• [SOURCE DATA]:
//! Shared fixtures for engine integration tests

#![allow(dead_code)]

use chrono::Utc;
use conftree_core::{
    Configuration, ConfigurationHeader, EventType, ModifiedBy, TreeBuilder, UpdateBatch,
    UpdateEvent, UpdateHeader, Version,
};

/// `cfg` with properties on the root and on `db`:
///
/// ```text
/// cfg               $region=eu
/// └── db            $host=h1
///     └── host = db.local
/// ```
///
/// Returned unloaded, the way a parser hands it over.
pub fn parsed_configuration() -> Configuration {
    let mut b = TreeBuilder::new("cfg").unwrap();
    let root = b.root();
    b.property(root, "region", "eu").unwrap();
    let db = b.path(root, "db").unwrap();
    b.property(db, "host", "h1").unwrap();
    b.value(db, "host", "db.local").unwrap();
    b.header(ConfigurationHeader {
        id: "cfg-1".to_string(),
        application_group: "G".to_string(),
        application: "A".to_string(),
        name: "cfg".to_string(),
        description: "engine fixture".to_string(),
        version: Some(Version::new(1, 0)),
        created_by: Some(ModifiedBy::now("loader")),
        updated_by: Some(ModifiedBy::now("loader")),
        ..Default::default()
    })
    .build()
}

pub fn update_header(pre: &str, updated: &str, transaction_id: &str) -> UpdateHeader {
    UpdateHeader {
        config_name: "cfg".to_string(),
        group: "G".to_string(),
        application: "A".to_string(),
        pre_version: pre.to_string(),
        updated_version: updated.to_string(),
        transaction_id: transaction_id.to_string(),
        timestamp: Utc::now(),
        owner: Some("operator".to_string()),
    }
}

/// Batch setting the `host` property of `cfg.db`
pub fn set_db_host(header: &UpdateHeader, host: &str) -> UpdateBatch {
    UpdateBatch::new(
        header.clone(),
        vec![UpdateEvent::new(header, EventType::Update, "cfg.db$host").with_value(host)],
    )
}
//! Logging initialization module

use serde::{Deserialize, Serialize};
use std::sync::Once;
use tracing_subscriber::{util::SubscriberInitExt, EnvFilter};

/// Logging profile configuration
#[derive(Debug, Clone, Copy, PartialEq, Eq, Default, Serialize, Deserialize)]
#[serde(rename_all = "snake_case")]
pub enum Profile {
    /// Human-readable output for development
    #[default]
    Development,
    /// JSON structured output for production
    Production,
    /// Test capture mode for deterministic testing
    Test,
}

static INIT_ONCE: Once = Once::new();

/// Initialize the logging facility
///
/// Only the first call installs a subscriber; later calls are no-ops.
///
/// # Profiles
///
/// - **Development**: Human-readable logs with debug level
/// - **Production**: JSON structured logs with info level
/// - **Test**: bare registry, see `init_test_capture()`
pub fn init(profile: Profile) {
    INIT_ONCE.call_once(|| match profile {
        Profile::Development => {
            tracing_subscriber::fmt()
                .with_env_filter(
                    EnvFilter::try_from_default_env()
                        .unwrap_or_else(|_| EnvFilter::new("conftree=debug")),
                )
                .init();
        }
        Profile::Production => {
            tracing_subscriber::fmt()
                .json()
                .with_env_filter(
                    EnvFilter::try_from_default_env()
                        .unwrap_or_else(|_| EnvFilter::new("conftree=info")),
                )
                .init();
        }
        Profile::Test => {
            tracing_subscriber::registry().init();
        }
    });
}

#[cfg(test)]
mod tests {
    use super::*;

    #[test]
    fn test_init_idempotent() {
        init(Profile::Test);
        init(Profile::Test);
        init(Profile::Development);
    }

    #[test]
    fn test_profile_default_is_development() {
        assert_eq!(Profile::default(), Profile::Development);
        assert_ne!(Profile::Development, Profile::Production);
    }
}
use super::batch::{UpdateBatch, UpdateEvent, UpdateHeader};
use crate::errors::{ConfigError, Result};
use crate::model::Version;

/// A batch that passed validation, with its versions parsed
#[derive(Debug, Clone, Copy)]
pub struct ValidatedBatch<'a> {
    pub header: &'a UpdateHeader,
    pub events: &'a [UpdateEvent],
    pub pre_version: Version,
    pub updated_version: Version,
}

/// Check a batch before anything is mutated
///
/// # Errors
///
/// - `BatchConsistency` if the header is missing, a required header field
///   is empty, or an event's group, application, config name or
///   pre-version differs from the header
/// - `ValueParse` if either header version is malformed
/// - `IncompatibleVersion` if the versions are in different major lines
pub fn validate_batch(batch: &UpdateBatch) -> Result<ValidatedBatch<'_>> {
    let header = batch
        .header
        .as_ref()
        .ok_or_else(|| ConfigError::BatchConsistency {
            field: "header".to_string(),
            expected: "present".to_string(),
            actual: "missing".to_string(),
        })?;

    let required = [
        ("config_name", &header.config_name),
        ("group", &header.group),
        ("application", &header.application),
        ("pre_version", &header.pre_version),
    ];
    for (field, value) in required {
        if value.trim().is_empty() {
            return Err(ConfigError::BatchConsistency {
                field: field.to_string(),
                expected: "<non-empty>".to_string(),
                actual: value.clone(),
            });
        }
    }

    for event in &batch.events {
        check_event(header, event)?;
    }

    let pre_version: Version = header.pre_version.parse()?;
    let updated_version: Version = header.updated_version.parse()?;
    if !pre_version.is_compatible(&updated_version) {
        return Err(ConfigError::IncompatibleVersion {
            pre_version: header.pre_version.clone(),
            updated_version: header.updated_version.clone(),
        });
    }

    tracing::debug!(
        config_name = %header.config_name,
        transaction_id = %header.transaction_id,
        events = batch.events.len(),
        "batch validated"
    );

    Ok(ValidatedBatch {
        header,
        events: &batch.events,
        pre_version,
        updated_version,
    })
}

fn check_event(header: &UpdateHeader, event: &UpdateEvent) -> Result<()> {
    let pairs = [
        ("group", &header.group, &event.group),
        ("application", &header.application, &event.application),
        ("config_name", &header.config_name, &event.config_name),
        ("pre_version", &header.pre_version, &event.pre_version),
    ];
    match pairs.into_iter().find(|(_, expected, actual)| expected != actual) {
        Some((field, expected, actual)) => Err(ConfigError::BatchConsistency {
            field: field.to_string(),
            expected: expected.clone(),
            actual: actual.clone(),
        }),
        None => Ok(()),
    }
}
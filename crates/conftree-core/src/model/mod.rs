pub mod builder;
pub mod configuration;
pub mod key_values;
pub mod node;
pub mod tree;
pub mod version;

pub use builder::TreeBuilder;
pub use configuration::{Configuration, ConfigurationHeader, ModifiedBy, SyncMode};
pub use key_values::KeyValues;
pub use node::{
    validate_name, ConfigNode, KeyValueKind, ListKind, NodeId, NodeKind, NodeState, PathChildren,
};
pub use tree::{ConfigTree, NodeAliases};
pub use version::Version;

• [TASK INSTRUCTIONS]:
Return each line from the entries above that includes "EventType".

• [ANSWER BOX]:
    Configuration, ConfigurationHeader, EventType, ModifiedBy, TreeBuilder, UpdateBatch,
        vec![UpdateEvent::new(header, EventType::Update, "cfg.db$host").with_value(host)],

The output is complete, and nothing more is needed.